### THE PROBLEM:
Take the data below. Output it exactly from its first line through the line containing "pass. Stars still".
═══ EXERCISE DATA ═══
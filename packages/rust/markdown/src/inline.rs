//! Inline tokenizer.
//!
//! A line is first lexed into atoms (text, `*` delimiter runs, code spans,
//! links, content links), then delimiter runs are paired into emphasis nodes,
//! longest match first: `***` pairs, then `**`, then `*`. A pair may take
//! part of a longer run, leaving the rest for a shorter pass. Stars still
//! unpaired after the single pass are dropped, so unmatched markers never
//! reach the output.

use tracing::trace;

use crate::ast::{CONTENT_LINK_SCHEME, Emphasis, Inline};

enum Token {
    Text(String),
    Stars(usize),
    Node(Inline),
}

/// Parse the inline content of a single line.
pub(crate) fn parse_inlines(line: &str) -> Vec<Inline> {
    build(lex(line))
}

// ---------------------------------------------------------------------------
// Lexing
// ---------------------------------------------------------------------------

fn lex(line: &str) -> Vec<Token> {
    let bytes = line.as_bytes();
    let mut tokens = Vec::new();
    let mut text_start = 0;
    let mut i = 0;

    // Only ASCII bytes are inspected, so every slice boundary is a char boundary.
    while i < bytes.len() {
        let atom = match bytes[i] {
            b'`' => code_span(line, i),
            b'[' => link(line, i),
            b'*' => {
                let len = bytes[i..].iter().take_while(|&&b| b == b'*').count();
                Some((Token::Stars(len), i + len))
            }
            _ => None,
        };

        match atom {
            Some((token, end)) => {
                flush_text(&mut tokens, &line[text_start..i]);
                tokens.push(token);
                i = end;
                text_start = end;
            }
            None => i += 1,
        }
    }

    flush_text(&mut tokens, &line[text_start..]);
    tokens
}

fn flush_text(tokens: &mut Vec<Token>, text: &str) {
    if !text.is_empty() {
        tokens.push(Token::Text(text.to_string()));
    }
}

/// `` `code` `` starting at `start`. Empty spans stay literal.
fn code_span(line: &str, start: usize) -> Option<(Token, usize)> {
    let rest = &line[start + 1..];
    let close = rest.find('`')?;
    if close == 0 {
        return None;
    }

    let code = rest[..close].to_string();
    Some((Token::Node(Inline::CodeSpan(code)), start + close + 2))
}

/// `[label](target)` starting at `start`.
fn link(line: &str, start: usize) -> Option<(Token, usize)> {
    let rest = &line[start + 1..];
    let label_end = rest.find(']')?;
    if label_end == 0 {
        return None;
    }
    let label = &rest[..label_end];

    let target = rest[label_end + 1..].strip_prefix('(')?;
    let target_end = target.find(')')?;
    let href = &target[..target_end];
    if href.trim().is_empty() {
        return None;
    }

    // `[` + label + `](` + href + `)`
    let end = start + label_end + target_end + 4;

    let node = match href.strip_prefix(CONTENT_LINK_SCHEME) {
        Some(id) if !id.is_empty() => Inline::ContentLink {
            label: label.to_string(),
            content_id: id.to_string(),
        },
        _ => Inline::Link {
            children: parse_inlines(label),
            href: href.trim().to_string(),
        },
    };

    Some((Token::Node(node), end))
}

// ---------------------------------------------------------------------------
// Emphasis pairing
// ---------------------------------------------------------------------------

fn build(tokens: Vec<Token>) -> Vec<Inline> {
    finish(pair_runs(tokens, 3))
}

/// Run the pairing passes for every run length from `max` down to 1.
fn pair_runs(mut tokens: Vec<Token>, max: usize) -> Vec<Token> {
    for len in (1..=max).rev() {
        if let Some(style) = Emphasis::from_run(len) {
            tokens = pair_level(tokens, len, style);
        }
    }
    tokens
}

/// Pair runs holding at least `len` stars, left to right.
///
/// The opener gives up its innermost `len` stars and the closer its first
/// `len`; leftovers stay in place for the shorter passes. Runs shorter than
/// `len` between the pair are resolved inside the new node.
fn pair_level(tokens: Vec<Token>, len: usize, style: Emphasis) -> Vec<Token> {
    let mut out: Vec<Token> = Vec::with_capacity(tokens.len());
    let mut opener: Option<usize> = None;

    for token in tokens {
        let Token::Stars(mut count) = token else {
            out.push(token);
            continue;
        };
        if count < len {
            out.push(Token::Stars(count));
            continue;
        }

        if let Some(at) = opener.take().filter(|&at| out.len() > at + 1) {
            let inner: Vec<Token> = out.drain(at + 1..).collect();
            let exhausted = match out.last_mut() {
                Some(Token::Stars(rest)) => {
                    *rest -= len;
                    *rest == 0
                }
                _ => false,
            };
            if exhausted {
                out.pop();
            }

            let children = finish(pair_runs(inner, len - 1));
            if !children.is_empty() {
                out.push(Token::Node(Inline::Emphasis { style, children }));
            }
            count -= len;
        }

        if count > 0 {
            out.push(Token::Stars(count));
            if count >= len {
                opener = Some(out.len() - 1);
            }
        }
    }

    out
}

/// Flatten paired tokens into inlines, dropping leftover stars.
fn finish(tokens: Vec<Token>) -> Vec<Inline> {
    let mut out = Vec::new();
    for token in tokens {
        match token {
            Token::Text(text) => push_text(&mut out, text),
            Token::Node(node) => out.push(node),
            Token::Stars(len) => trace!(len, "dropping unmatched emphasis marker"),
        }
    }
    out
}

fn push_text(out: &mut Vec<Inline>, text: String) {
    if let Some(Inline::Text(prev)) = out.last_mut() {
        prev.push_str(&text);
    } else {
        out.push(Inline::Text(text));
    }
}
═══
### ANSWER:
filename packages/rust/markdown/src/inline.rs
//! Inline tokenizer.
//!
//! A line is first lexed into atoms (text, `*` delimiter runs, code spans,
//! links, content links), then delimiter runs are paired into emphasis nodes,
//! longest match first: `***` pairs, then `**`, then `*`. A pair may take
//! part of a longer run, leaving the rest for a shorter pass. Stars still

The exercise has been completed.